Kadner: New tax bills spotlight local debt
By Phil Kadner firstname.lastname@example.org January 16, 2013 5:10PM
A Cook County tax bill in Orland Park. | Supplied photo
Updated: February 19, 2013 2:03PM
Cook County property tax bills to be mailed at the end of this month are likely to rile both taxpayers and local government officials.
The first installment 2012 tax bills will include not only the amount a homeowner owes but information on the debts of each taxing district he or she lives in; the gross operating budgets of those bodies; total pension liabilities; unfunded pension liabilities; and the percentage at which the pensions are funded.
“These first installment property tax bills used to be pretty much blank except for the amount to be paid,” Cook County Treasurer Maria Pappas said.
“We thought people ought to know where their property tax money is going. Since they pay their property taxes to the county, people think that’s who gets the money.
“The property tax money goes to as many as 10, 11, 12, 14 taxing bodies and they’re all running up debt.
“It’s like when the tax bill arrives in the mailbox every taxpayer is getting a bill for 14 credit cards.”
On the second installment property tax bill in the fall, Cook County has been printing information about the percentage each taxing body is responsible for, which is a relatively new innovation.
Pappas said this “is just an opportunity to put out more information so people can find out why they’re being taxed out of their homes.”
Pappas said a letter will be included with the tax bills explaining the information.
That’s not going to sit well with local government leaders who have complained in the past that Pappas is distributing financial information that is misleading.
“The financial information comes from them,” she said. “If they don’t like it, then give us other information.”
Pappas explained that by going to the treasurer’s website, taxpayers can access more detailed financial information from each of the local taxing bodies.
Pappas sent me a copy of my property tax bill via email to demonstrate what it looks like.
The number that stood out (after a fairly large increase in my property tax) was the $99.2 million debt of the village of Orland Park.
In addition, I noticed school districts seemed to have no pension liability.
“We tried to get the figures from the state but were told they don’t exist,” Pappas said. “Do you know why?”
Because the state is responsible for the suburban teachers’ pension fund, I replied.
“That’s right.
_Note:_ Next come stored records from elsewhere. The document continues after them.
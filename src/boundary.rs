//! Boundary selection
//!
//! Picks the `N - 1` cut points that split a document into `N` segments.
//! The largest significant gaps win when there are enough of them;
//! otherwise the significant gaps are kept and the remaining cuts come
//! from an evenly spaced grid over the lines.

use crate::gaps::Gap;
use crate::SegmentError;
use std::collections::BTreeSet;

/// A cut point: the document is split right after `after_line`
#[derive(Debug, Clone, Copy, PartialEq, Eq, Hash)]
pub struct Boundary {
    /// `order` of the last line before the cut
    pub after_line: usize,
    /// Page of that line
    pub page_index: usize,
}

/// How a selection was produced
#[derive(Debug, Clone, Copy, PartialEq, Eq)]
pub enum Strategy {
    /// Every boundary sits on a significant gap
    Significant,
    /// Too few significant gaps; evenly spaced cuts fill the rest
    Padded,
}

/// Selected boundaries, sorted by position
#[derive(Debug, Clone, PartialEq)]
pub struct Selection {
    pub boundaries: Vec<Boundary>,
    pub strategy: Strategy,
}

impl Strategy {
    /// Pick the strategy from the number of significant gaps available
    fn choose(significant: usize, needed: usize) -> Self {
        if significant >= needed {
            Strategy::Significant
        } else {
            Strategy::Padded
        }
    }
}

/// Select `num_segments - 1` boundaries from classified gaps
///
/// `gaps` must be the full gap sequence of a document, in reading order,
/// so that `gaps.len() + 1` is its line count.
pub fn select(gaps: &[Gap], num_segments: usize) -> Result<Selection, SegmentError> {
    if num_segments == 0 {
        return Err(SegmentError::InvalidConfiguration(
            "number of segments must be at least 1".to_string(),
        ));
    }

    let line_count = gaps.len() + 1;
    if num_segments > line_count {
        return Err(SegmentError::InsufficientContent {
            requested: num_segments,
            lines: line_count,
        });
    }

    let needed = num_segments - 1;

    // Largest first; earlier position wins ties
    let mut significant: Vec<usize> = (0..gaps.len())
        .filter(|&i| gaps[i].is_significant())
        .collect();
    significant.sort_by(|&a, &b| gaps[b].size.total_cmp(&gaps[a].size).then(a.cmp(&b)));

    let strategy = Strategy::choose(significant.len(), needed);
    let chosen: BTreeSet<usize> = match strategy {
        Strategy::Significant => significant.into_iter().take(needed).collect(),
        Strategy::Padded => {
            let mut chosen: BTreeSet<usize> = significant.into_iter().collect();
            // The grid has `needed` positions, so the free ones always suffice
            fill_farthest(&mut chosen, &even_grid(line_count, num_segments), needed);
            chosen
        }
    };

    if strategy == Strategy::Padded && needed > 0 {
        log::info!(
            "only {} of {} boundaries found on significant gaps, padding with evenly spaced cuts",
            gaps.iter().filter(|g| g.is_significant()).count(),
            needed
        );
    }

    let boundaries = chosen
        .into_iter()
        .map(|i| Boundary {
            after_line: gaps[i].after_line,
            page_index: gaps[i].page_index,
        })
        .collect();

    Ok(Selection {
        boundaries,
        strategy,
    })
}

/// Gap positions that split `line_count` lines into `num_segments` runs of
/// near-equal length; one position after the last line of every run but
/// the final one
fn even_grid(line_count: usize, num_segments: usize) -> Vec<usize> {
    (1..num_segments)
        .map(|i| i * line_count / num_segments - 1)
        .collect()
}

/// Add candidates to `chosen` until it holds `needed` positions
///
/// Each round takes the unused candidate farthest from every position
/// already chosen; the earlier candidate wins ties.
fn fill_farthest(chosen: &mut BTreeSet<usize>, candidates: &[usize], needed: usize) {
    while chosen.len() < needed {
        let best = candidates
            .iter()
            .copied()
            .filter(|c| !chosen.contains(c))
            .map(|c| (distance_to_nearest(chosen, c), c))
            .max_by(|a, b| a.0.cmp(&b.0).then(b.1.cmp(&a.1)));

        match best {
            Some((_, position)) => {
                chosen.insert(position);
            }
            None => break,
        }
    }
}

fn distance_to_nearest(chosen: &BTreeSet<usize>, position: usize) -> usize {
    let before = chosen.range(..position).next_back().map(|&p| position - p);
    let after = chosen.range(position..).next().map(|&p| p - position);
    match (before, after) {
        (Some(a), Some(b)) => a.min(b),
        (Some(d), None) | (None, Some(d)) => d,
        (None, None) => usize::MAX,
    }
}

#[cfg(test)]
mod tests {
    use super::*;
    use crate::gaps::GapClass;

    fn gap(after_line: usize, size: f32, significant: bool) -> Gap {
        Gap {
            after_line,
            size,
            page_index: after_line / 10,
            classification: if significant {
                GapClass::Significant
            } else {
                GapClass::Normal
            },
        }
    }

    fn normal_gaps(count: usize) -> Vec<Gap> {
        (0..count).map(|i| gap(i, 10.0, false)).collect()
    }

    fn positions(selection: &Selection) -> Vec<usize> {
        selection.boundaries.iter().map(|b| b.after_line).collect()
    }

    #[test]
    fn test_zero_segments_rejected() {
        let err = select(&normal_gaps(5), 0).unwrap_err();
        assert!(matches!(err, SegmentError::InvalidConfiguration(_)));
    }

    #[test]
    fn test_one_segment_has_no_boundaries() {
        let selection = select(&normal_gaps(5), 1).unwrap();
        assert!(selection.boundaries.is_empty());

        // Also fine for a single-line document
        assert!(select(&[], 1).unwrap().boundaries.is_empty());
    }

    #[test]
    fn test_too_many_segments_rejected() {
        let err = select(&normal_gaps(2), 5).unwrap_err();
        match err {
            SegmentError::InsufficientContent { requested, lines } => {
                assert_eq!(requested, 5);
                assert_eq!(lines, 3);
            }
            other => panic!("unexpected error: {:?}", other),
        }
    }

    #[test]
    fn test_one_segment_per_line_is_allowed() {
        let selection = select(&normal_gaps(3), 4).unwrap();
        assert_eq!(positions(&selection), vec![0, 1, 2]);
    }

    #[test]
    fn test_largest_significant_gaps_win() {
        let mut gaps = normal_gaps(20);
        gaps[3] = gap(3, 80.0, true);
        gaps[9] = gap(9, 120.0, true);
        gaps[15] = gap(15, 60.0, true);

        let selection = select(&gaps, 3).unwrap();
        assert_eq!(selection.strategy, Strategy::Significant);
        assert_eq!(positions(&selection), vec![3, 9]);
        assert_eq!(selection.boundaries[1].page_index, 0);
    }

    #[test]
    fn test_tie_prefers_earlier_gap() {
        let mut gaps = normal_gaps(20);
        gaps[12] = gap(12, 50.0, true);
        gaps[4] = gap(4, 50.0, true);

        let selection = select(&gaps, 2).unwrap();
        assert_eq!(positions(&selection), vec![4]);
    }

    #[test]
    fn test_uniform_spacing_splits_at_midpoint() {
        let selection = select(&normal_gaps(9), 2).unwrap();
        assert_eq!(selection.strategy, Strategy::Padded);
        assert_eq!(positions(&selection), vec![4]);
    }

    #[test]
    fn test_even_grid_without_significant_gaps() {
        // 12 lines into 4 runs of 3
        let selection = select(&normal_gaps(11), 4).unwrap();
        assert_eq!(positions(&selection), vec![2, 5, 8]);
    }

    #[test]
    fn test_padding_keeps_significant_gaps() {
        let mut gaps = normal_gaps(19);
        gaps[2] = gap(2, 90.0, true);

        let selection = select(&gaps, 3).unwrap();
        assert_eq!(selection.strategy, Strategy::Padded);
        let chosen = positions(&selection);
        assert_eq!(chosen.len(), 2);
        assert!(chosen.contains(&2));
        // Grid for 20 lines in 3 runs is [5, 12]; 12 is farther from 2
        assert_eq!(chosen, vec![2, 12]);
    }

    #[test]
    fn test_padding_skips_grid_positions_already_chosen() {
        // Grid for 4 lines in 4 runs is [0, 1, 2]; the significant gap
        // already sits on 1
        let mut gaps = normal_gaps(3);
        gaps[1] = gap(1, 90.0, true);

        let selection = select(&gaps, 4).unwrap();
        assert_eq!(positions(&selection), vec![0, 1, 2]);
    }

    #[test]
    fn test_boundaries_sorted_and_unique() {
        let mut gaps = normal_gaps(50);
        for (i, size) in [(40, 70.0), (7, 95.0), (22, 85.0), (31, 75.0)] {
            gaps[i] = gap(i, size, true);
        }

        for n in 1..=12 {
            let selection = select(&gaps, n).unwrap();
            let chosen = positions(&selection);
            assert_eq!(chosen.len(), n - 1);
            assert!(chosen.windows(2).all(|w| w[0] < w[1]));
        }
    }

    #[test]
    fn test_significant_selection_is_monotonic() {
        let mut gaps = normal_gaps(50);
        for (i, size) in [(40, 70.0), (7, 95.0), (22, 85.0), (31, 75.0)] {
            gaps[i] = gap(i, size, true);
        }

        let mut previous: Vec<usize> = Vec::new();
        for n in 1..=5 {
            let selection = select(&gaps, n).unwrap();
            assert_eq!(selection.strategy, Strategy::Significant);
            let chosen = positions(&selection);
            assert!(previous.iter().all(|p| chosen.contains(p)));
            previous = chosen;
        }
    }

    #[test]
    fn test_selection_is_deterministic() {
        let mut gaps = normal_gaps(30);
        gaps[5] = gap(5, 40.0, true);
        gaps[17] = gap(17, 40.0, true);
        assert_eq!(select(&gaps, 4).unwrap(), select(&gaps, 4).unwrap());
    }

    #[test]
    fn test_boundary_uses_gap_order_not_index() {
        // Orders need not be contiguous
        let gaps = vec![gap(10, 10.0, false), gap(20, 10.0, false), gap(30, 10.0, false)];
        let selection = select(&gaps, 2).unwrap();
        assert_eq!(positions(&selection), vec![20]);
    }
}
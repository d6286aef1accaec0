//! Resolve command implementation.
//!
//! The `endpoint-resolver resolve` command classifies a host and prints the
//! matching `API_URL` / `WS_URL` pair.

use std::path::{Path, PathBuf};

use crate::cli::args::ResolveArgs;
use crate::config::load_config;
use crate::environment::{host_from_address, ResolvedEndpoints};
use crate::error::Result;
use crate::publish::render;
use crate::ui::UserInterface;

use super::dispatcher::{Command, CommandResult};

/// The resolve command implementation.
pub struct ResolveCommand {
    project_root: PathBuf,
    config_override: Option<PathBuf>,
    args: ResolveArgs,
}

impl ResolveCommand {
    /// Create a new resolve command.
    pub fn new(project_root: &Path, config_override: Option<&Path>, args: ResolveArgs) -> Self {
        Self {
            project_root: project_root.to_path_buf(),
            config_override: config_override.map(Path::to_path_buf),
            args,
        }
    }

    /// The host identifier this command will classify.
    ///
    /// `--host` is used as given. `--url` contributes its host portion. With
    /// neither, or an address without a host, the host is empty and
    /// classifies as production.
    pub fn host(&self) -> String {
        if let Some(host) = &self.args.host {
            return host.clone();
        }

        match &self.args.url {
            Some(address) => host_from_address(address).unwrap_or_else(|| {
                tracing::debug!("No host in address '{}', treating host as empty", address);
                String::new()
            }),
            None => {
                tracing::debug!("No host given, treating host as empty");
                String::new()
            }
        }
    }
}

impl Command for ResolveCommand {
    fn execute(&self, ui: &mut dyn UserInterface) -> Result<CommandResult> {
        let config = load_config(&self.project_root, self.config_override.as_deref())?;
        let resolved = ResolvedEndpoints::resolve(&self.host(), &config);

        let rendered = render(&resolved, self.args.format)?;
        ui.message(rendered.trim_end_matches('\n'));

        Ok(CommandResult::success())
    }
}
We’re told no one can calculate what the pension debt of each school district is and that’s just absurd.”
I think rather than have a zero dollar figure in the pension liability category for school districts, the treasurer should consider using the letters N/A or the words “not available.”
The first installment tax bills (payment will be due March 1) are calculated based on 55 percent of the property tax bill in 2011.
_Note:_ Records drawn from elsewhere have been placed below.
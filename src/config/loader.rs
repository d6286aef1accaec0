//! Configuration file discovery and loading.
//!
//! This module finds the endpoint config files for a project, stacks them
//! on top of the built-in defaults, and applies environment overrides.

use crate::config::environment::load_env_overrides_with;
use crate::config::layers::{ConfigLayer, LayerStack};
use crate::config::schema::{EndpointsConfig, EndpointsFile};
use crate::config::validator::validate;
use crate::error::{ResolverError, Result};
use std::fs;
use std::path::{Path, PathBuf};

/// Name of the per-project config directory.
pub const CONFIG_DIR: &str = ".endpoints";

/// Paths to configuration files in priority order (later overrides earlier).
///
/// Merge order:
/// 1. Project config (`.endpoints/config.yml`)
/// 2. Local overrides (`.endpoints/config.local.yml`)
#[derive(Debug, Clone)]
pub struct ConfigPaths {
    /// Project config: .endpoints/config.yml
    pub project: Option<PathBuf>,

    /// Local overrides: .endpoints/config.local.yml
    pub project_local: Option<PathBuf>,
}

impl ConfigPaths {
    /// Discover config files for the given project root.
    pub fn discover(project_root: &Path) -> Self {
        Self {
            project: existing(Self::project_path(project_root)),
            project_local: existing(Self::project_local_path(project_root)),
        }
    }

    /// Where the project config lives, whether or not it exists.
    pub fn project_path(project_root: &Path) -> PathBuf {
        project_root.join(CONFIG_DIR).join("config.yml")
    }

    /// Where local overrides live, whether or not they exist.
    pub fn project_local_path(project_root: &Path) -> PathBuf {
        project_root.join(CONFIG_DIR).join("config.local.yml")
    }

    /// Returns all existing config paths in merge order.
    pub fn all_existing(&self) -> Vec<&PathBuf> {
        self.project.iter().chain(self.project_local.iter()).collect()
    }

}

fn existing(path: PathBuf) -> Option<PathBuf> {
    if path.exists() {
        Some(path)
    } else {
        None
    }
}

/// Find the project root by walking up from `start`.
///
/// Looks for:
/// 1. `.endpoints` directory (primary indicator)
/// 2. `.git` directory (fallback)
///
/// # Returns
///
/// The path to the project root, or None if not found.
pub fn find_project_root(start: &Path) -> Option<PathBuf> {
    let mut current = start.to_path_buf();

    loop {
        if current.join(CONFIG_DIR).is_dir() {
            return Some(current);
        }

        if current.join(".git").exists() {
            return Some(current);
        }

        if !current.pop() {
            return None;
        }
    }
}

/// Load a single config file.
///
/// # Errors
///
/// Returns `ConfigNotFound` if the file doesn't exist.
/// Returns `ConfigParseError` if the YAML is invalid or has unknown keys.
pub fn load_config_file(path: &Path) -> Result<EndpointsFile> {
    let content = fs::read_to_string(path).map_err(|e| {
        if e.kind() == std::io::ErrorKind::NotFound {
            ResolverError::ConfigNotFound {
                path: path.to_path_buf(),
            }
        } else {
            ResolverError::Io(e)
        }
    })?;

    parse_config(&content, path)
}

/// Parse YAML content into an [`EndpointsFile`].
///
/// # Arguments
///
/// * `content` - The YAML content to parse
/// * `source_path` - Path for error reporting
pub fn parse_config(content: &str, source_path: &Path) -> Result<EndpointsFile> {
    // A blank file is a valid "no overrides" file.
    if content.trim().is_empty() {
        return Ok(EndpointsFile::default());
    }

    serde_yaml::from_str(content).map_err(|e| ResolverError::ConfigParseError {
        path: source_path.to_path_buf(),
        message: e.to_string(),
    })
}

/// The config files to read, in merge order.
///
/// `config_override` replaces discovery entirely.
pub fn config_files(project_root: &Path, config_override: Option<&Path>) -> Vec<PathBuf> {
    match config_override {
        Some(path) => vec![path.to_path_buf()],
        None => ConfigPaths::discover(project_root)
            .all_existing()
            .into_iter()
            .cloned()
            .collect(),
    }
}

/// Build the layer stack for a project.
///
/// Layers, lowest priority first:
/// 1. Built-in defaults
/// 2. `config_override` if given, else discovered project files
/// 3. Environment variables (looked up through `env_fn`)
pub fn build_layers<F>(
    project_root: &Path,
    config_override: Option<&Path>,
    env_fn: F,
) -> Result<LayerStack>
where
    F: Fn(&str) -> std::result::Result<String, std::env::VarError>,
{
    let mut stack = LayerStack::new();
    stack.push(ConfigLayer::defaults());

    for path in config_files(project_root, config_override) {
        tracing::debug!("Loading endpoint config from {}", path.display());
        let file = load_config_file(&path)?;
        stack.push(ConfigLayer::from_file(&file, path.display().to_string()));
    }

    stack.push(load_env_overrides_with(env_fn));
    tracing::debug!(layers = stack.layer_count(), "Built endpoint config layers");
    Ok(stack)
}

/// Load and validate the endpoint table using a custom env lookup.
pub fn load_config_with_env<F>(
    project_root: &Path,
    config_override: Option<&Path>,
    env_fn: F,
) -> Result<EndpointsConfig>
where
    F: Fn(&str) -> std::result::Result<String, std::env::VarError>,
{
    let config = build_layers(project_root, config_override, env_fn)?.to_config();
    validate(&config)?;
    Ok(config)
}

/// Load and validate the endpoint table from files and the process environment.
///
/// If `config_override` is provided, only that file is read; otherwise the
/// project's `.endpoints/config.yml` and `.endpoints/config.local.yml` are
/// stacked when present. Environment variables always apply last.
///
/// # Errors
///
/// Returns `ConfigNotFound` if `config_override` does not exist.
/// Returns `ConfigParseError` if any config file is invalid.
/// Returns `ConfigValidationError` if a URL is missing or malformed.
pub fn load_config(project_root: &Path, config_override: Option<&Path>) -> Result<EndpointsConfig> {
    load_config_with_env(project_root, config_override, |key| std::env::var(key))
}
In theory, the second installment should be 45 percent, but that never seems to be the case.
All of this stuff is made more confusing by the fact that Cook County is always a year behind in collecting the property tax, which is why this year’s bills are the first installment for 2012.
But back to local government officials and why they’re likely to be angry about the financial information contained in the property tax bills.
Orland Park Mayor Dan McLaughlin in July wrote a letter to Pappas criticizing the way the information is portrayed.
Under the Cook County Debt Disclosure Ordinance, which was Pappas’ brainchild, the reporting procedures for local government are not broken down into short-term and long-term liabilities, distorting the size of the debt, McLaughlin contends.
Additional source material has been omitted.